Run through the data and copy out every line that mentions the word "arity".

Dataset excerpts:
::::

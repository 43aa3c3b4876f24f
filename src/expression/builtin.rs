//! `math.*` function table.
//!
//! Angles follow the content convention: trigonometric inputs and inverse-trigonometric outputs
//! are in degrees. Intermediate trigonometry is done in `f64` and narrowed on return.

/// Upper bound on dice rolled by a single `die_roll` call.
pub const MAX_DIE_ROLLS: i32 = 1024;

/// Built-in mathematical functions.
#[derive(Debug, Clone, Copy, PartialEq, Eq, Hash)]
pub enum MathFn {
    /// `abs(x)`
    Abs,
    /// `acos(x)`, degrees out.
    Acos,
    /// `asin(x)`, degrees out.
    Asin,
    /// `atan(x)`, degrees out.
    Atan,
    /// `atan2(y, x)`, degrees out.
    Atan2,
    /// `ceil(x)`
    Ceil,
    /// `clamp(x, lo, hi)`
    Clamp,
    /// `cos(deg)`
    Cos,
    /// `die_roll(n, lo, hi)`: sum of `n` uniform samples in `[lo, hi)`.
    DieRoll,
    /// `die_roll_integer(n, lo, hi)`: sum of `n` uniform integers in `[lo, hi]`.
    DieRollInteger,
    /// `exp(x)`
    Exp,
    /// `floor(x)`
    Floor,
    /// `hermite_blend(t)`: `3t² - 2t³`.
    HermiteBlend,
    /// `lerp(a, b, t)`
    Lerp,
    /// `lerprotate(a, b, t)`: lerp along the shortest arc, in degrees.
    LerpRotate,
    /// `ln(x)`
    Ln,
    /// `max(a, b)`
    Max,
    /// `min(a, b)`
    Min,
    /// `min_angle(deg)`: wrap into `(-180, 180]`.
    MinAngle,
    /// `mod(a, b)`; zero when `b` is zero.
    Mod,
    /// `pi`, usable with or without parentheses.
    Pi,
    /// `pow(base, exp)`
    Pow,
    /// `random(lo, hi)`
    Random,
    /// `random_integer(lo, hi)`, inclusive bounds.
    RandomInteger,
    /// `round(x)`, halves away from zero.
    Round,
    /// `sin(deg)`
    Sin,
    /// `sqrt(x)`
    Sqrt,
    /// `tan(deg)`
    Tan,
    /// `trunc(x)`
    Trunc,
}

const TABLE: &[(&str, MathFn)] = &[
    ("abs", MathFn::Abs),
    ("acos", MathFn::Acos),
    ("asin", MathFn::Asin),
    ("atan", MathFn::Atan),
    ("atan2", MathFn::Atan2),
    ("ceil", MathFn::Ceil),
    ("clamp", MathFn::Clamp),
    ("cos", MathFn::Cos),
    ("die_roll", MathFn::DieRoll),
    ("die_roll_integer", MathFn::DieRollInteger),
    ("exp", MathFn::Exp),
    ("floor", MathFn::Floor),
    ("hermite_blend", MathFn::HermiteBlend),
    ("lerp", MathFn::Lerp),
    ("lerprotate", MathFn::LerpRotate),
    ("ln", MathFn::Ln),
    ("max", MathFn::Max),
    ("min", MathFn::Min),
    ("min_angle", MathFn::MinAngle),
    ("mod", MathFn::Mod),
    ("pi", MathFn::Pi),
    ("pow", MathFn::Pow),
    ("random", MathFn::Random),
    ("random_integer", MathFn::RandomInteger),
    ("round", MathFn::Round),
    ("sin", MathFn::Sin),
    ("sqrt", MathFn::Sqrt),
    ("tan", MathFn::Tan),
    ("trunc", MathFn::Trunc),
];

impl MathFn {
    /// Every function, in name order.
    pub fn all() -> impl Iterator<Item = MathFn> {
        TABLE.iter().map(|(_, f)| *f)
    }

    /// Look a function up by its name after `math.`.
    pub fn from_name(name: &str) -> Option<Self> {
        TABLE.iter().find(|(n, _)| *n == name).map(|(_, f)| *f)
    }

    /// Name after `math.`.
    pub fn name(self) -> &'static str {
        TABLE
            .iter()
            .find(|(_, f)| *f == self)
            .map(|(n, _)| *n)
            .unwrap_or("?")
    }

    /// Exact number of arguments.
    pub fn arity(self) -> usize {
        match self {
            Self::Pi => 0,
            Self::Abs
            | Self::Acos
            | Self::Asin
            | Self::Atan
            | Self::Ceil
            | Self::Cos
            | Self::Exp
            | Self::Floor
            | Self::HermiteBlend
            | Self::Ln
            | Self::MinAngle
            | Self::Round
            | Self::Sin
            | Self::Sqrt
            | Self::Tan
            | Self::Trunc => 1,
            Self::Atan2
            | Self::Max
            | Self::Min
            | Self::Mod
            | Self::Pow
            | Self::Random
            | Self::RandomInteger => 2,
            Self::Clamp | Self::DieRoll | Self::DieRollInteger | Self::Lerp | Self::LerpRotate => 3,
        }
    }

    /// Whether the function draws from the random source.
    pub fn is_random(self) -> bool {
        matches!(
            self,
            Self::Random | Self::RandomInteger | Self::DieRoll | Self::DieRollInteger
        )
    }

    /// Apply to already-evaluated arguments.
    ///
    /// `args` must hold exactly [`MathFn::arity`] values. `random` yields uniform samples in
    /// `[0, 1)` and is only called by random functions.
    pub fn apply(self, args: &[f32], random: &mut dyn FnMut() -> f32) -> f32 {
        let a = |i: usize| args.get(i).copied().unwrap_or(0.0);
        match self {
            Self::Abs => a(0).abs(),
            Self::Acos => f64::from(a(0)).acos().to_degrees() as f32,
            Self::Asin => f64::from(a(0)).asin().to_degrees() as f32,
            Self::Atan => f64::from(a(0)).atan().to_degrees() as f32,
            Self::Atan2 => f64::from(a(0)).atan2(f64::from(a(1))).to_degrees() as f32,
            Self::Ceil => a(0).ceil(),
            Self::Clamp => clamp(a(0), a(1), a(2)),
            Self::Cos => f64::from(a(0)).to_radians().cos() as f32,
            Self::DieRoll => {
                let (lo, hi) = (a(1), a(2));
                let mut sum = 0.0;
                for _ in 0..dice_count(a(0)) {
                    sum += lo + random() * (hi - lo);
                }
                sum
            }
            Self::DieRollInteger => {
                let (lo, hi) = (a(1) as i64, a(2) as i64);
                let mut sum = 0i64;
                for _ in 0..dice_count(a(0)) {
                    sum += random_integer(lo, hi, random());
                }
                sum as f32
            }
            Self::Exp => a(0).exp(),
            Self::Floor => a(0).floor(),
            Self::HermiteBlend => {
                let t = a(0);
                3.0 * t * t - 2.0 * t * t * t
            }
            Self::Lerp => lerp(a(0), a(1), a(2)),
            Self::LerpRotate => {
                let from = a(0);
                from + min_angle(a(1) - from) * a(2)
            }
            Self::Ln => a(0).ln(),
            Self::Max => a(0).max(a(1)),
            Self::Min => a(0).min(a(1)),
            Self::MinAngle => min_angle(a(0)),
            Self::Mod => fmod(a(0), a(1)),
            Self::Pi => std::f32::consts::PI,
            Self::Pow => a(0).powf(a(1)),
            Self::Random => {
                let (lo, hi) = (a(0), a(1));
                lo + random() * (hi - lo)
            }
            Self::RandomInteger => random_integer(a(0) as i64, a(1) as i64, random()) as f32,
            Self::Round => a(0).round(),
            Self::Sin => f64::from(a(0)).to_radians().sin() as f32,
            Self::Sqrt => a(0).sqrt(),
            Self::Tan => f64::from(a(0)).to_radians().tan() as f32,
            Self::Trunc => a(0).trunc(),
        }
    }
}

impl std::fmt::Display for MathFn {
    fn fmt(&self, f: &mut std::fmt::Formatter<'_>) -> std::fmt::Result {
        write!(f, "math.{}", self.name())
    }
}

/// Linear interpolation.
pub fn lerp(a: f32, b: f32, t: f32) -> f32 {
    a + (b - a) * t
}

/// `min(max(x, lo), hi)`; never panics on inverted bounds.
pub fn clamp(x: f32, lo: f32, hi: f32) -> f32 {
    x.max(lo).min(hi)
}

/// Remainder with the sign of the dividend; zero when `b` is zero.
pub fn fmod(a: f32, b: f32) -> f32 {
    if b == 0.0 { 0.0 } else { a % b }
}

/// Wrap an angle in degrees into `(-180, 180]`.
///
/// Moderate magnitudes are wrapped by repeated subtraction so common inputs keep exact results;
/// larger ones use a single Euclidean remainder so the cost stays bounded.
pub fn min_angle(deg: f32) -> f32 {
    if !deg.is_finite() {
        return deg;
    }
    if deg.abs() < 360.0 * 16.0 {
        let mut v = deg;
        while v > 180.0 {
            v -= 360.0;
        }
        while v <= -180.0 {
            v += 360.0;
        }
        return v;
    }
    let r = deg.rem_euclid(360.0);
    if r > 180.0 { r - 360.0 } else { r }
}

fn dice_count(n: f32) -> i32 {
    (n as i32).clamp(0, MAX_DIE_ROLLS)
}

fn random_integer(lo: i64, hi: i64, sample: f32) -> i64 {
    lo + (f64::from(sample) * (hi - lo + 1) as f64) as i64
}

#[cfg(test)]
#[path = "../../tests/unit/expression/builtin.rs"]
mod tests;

::::

Task output:
    pub fn arity(self) -> usize {
    /// `args` must hold exactly [`MathFn::arity`] values. `random` yields uniform samples in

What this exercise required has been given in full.